Acute lymphoblastic leukemia/lymphoma (ALL) is the most common pediatric cancer and is a malignancy of T or B lineage lymphoblasts. Dysregulation of intracellular Ca2+ levels has been observed in patients with ALL, leading to improper activation of downstream signaling. Here we describe a new zebrafish model of B ALL, generated by expressing human constitutively active CaMKII (CA-CaMKII) in tp53 mutant lymphocytes. In this model, B cell hyperplasia in the kidney marrow and spleen progresses to overt leukemia/lymphoma, with only 29% of zebrafish surviving the first year of life. Leukemic fish have reduced productive genomic VDJ recombination in addition to reduced expression and improper splicing of ikaros1, a gene often deleted or mutated in patients with B ALL. Inhibiting CaMKII in human pre-B ALL cells induced cell death, further supporting a role for CaMKII in leukemogenesis. This research provides novel insight into the role of Ca2+-directed signaling in lymphoid malignancy and will be useful in understanding disease development and progression. Acute lymphoblastic leukemia/lymphoma (ALL) is the most common pediatric cancer, representing approximately 3,000 new cases annually in patients under the age of 20 in the United States.

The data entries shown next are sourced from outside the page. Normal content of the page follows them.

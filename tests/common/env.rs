//! Test environment for running the `skills` binary in isolation.

use std::path::{Path, PathBuf};
use std::process::{Command, Output, Stdio};
use tempfile::TempDir;

use super::fixtures::write_factory;

/// Result of running a skills CLI command
#[derive(Debug)]
pub struct TestResult {
    pub success: bool,
    pub exit_code: i32,
    pub stdout: String,
    pub stderr: String,
}

impl TestResult {
    pub fn is_success(&self) -> bool {
        self.success
    }

    /// Combine stdout and stderr
    pub fn combined_output(&self) -> String {
        format!("{}\n{}", self.stdout, self.stderr)
    }

    /// stdout parsed as NDJSON
    pub fn json_events(&self) -> Vec<serde_json::Value> {
        self.stdout
            .lines()
            .filter(|l| !l.trim().is_empty())
            .map(|l| {
                serde_json::from_str(l)
                    .unwrap_or_else(|e| panic!("not a JSON line ({e}): {l}\nstdout:\n{}", self.stdout))
            })
            .collect()
    }
}

/// Isolated project, home and factory directories.
pub struct TestEnv {
    pub project_root: TempDir,
    pub home_dir: TempDir,
    pub factory_dir: TempDir,
    bin: PathBuf,
}

impl TestEnv {
    /// Empty project, factory seeded with the standard fixture
    pub fn new() -> Self {
        let env = Self::empty();
        write_factory(env.factory_dir.path());
        env
    }

    /// Empty project and empty factory
    pub fn empty() -> Self {
        Self {
            project_root: TempDir::new().expect("project dir"),
            home_dir: TempDir::new().expect("home dir"),
            factory_dir: TempDir::new().expect("factory dir"),
            bin: PathBuf::from(env!("CARGO_BIN_EXE_skills")),
        }
    }

    pub fn project_path(&self, relative: &str) -> PathBuf {
        self.project_root.path().join(relative)
    }

    pub fn factory_path(&self, relative: &str) -> PathBuf {
        self.factory_dir.path().join(relative)
    }

    /// Run `skills` from the project root with stdin closed
    pub fn run(&self, args: &[&str]) -> TestResult {
        self.run_with_env(args, &[])
    }

    pub fn run_with_env(&self, args: &[&str], env_vars: &[(&str, &str)]) -> TestResult {
        let mut cmd = Command::new(&self.bin);
        cmd.current_dir(self.project_root.path())
            .args(args)
            .stdin(Stdio::null())
            .env("HOME", self.home_dir.path())
            .env("XDG_CONFIG_HOME", self.home_dir.path().join(".config"))
            .env("SKILL_FACTORY_SOURCE", self.factory_dir.path())
            .env_remove("SKILL_FACTORY_GLOBAL_PATH")
            .env_remove("SKILL_FACTORY_TARGET_DIR")
            .env_remove("RUST_LOG")
            .env("LC_ALL", "C")
            .env("NO_COLOR", "1");

        for (key, value) in env_vars {
            cmd.env(key, value);
        }

        let output = cmd.output().expect("failed to execute skills");
        to_result(output)
    }

    pub fn read_project_file(&self, relative: &str) -> String {
        read(&self.project_path(relative))
    }

    pub fn read_factory_file(&self, relative: &str) -> String {
        read(&self.factory_path(relative))
    }

    pub fn write_project_file(&self, relative: &str, content: &str) {
        write(&self.project_path(relative), content);
    }

    pub fn write_factory_file(&self, relative: &str, content: &str) {
        write(&self.factory_path(relative), content);
    }

    pub fn write_home_file(&self, relative: &str, content: &str) {
        write(&self.home_dir.path().join(relative), content);
    }
}

fn to_result(output: Output) -> TestResult {
    TestResult {
        success: output.status.success(),
        exit_code: output.status.code().unwrap_or(-1),
        stdout: String::from_utf8_lossy(&output.stdout).to_string(),
        stderr: String::from_utf8_lossy(&output.stderr).to_string(),
    }
}

fn read(path: &Path) -> String {
    std::fs::read_to_string(path)
        .unwrap_or_else(|e| panic!("failed to read {}: {}", path.display(), e))
}

pub fn write(path: &Path, content: &str) {
    if let Some(parent) = path.parent() {
        std::fs::create_dir_all(parent).expect("failed to create directories");
    }
    std::fs::write(path, content).expect("failed to write file");
}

Although survival rates for ALL are approximately 92%, there still remains a subset of cases that have poor outcomes that require novel model systems to understand disease etiology and identify novel targets for drug discovery. Our research identified calcium/calmodulin-dependent protein kinase, CaMKII, as a critical mediator of B cell ALL maturation. We found that zebrafish expressing activated CaMKII on a tp53 mutant background developed B cell ALL, with cancer cells visible in the marrow, spleen, and blood. These fish incorrectly expressed a key gene, ikaros1, which is often mutated or deleted in patients with B cell ALL. We also determined that treating human B ALL cells in culture with a drug targeting CaMKII caused the malignant cells to die. These results identified CaMKII as a key gene in B ALL development and a possible target for therapeutic intervention.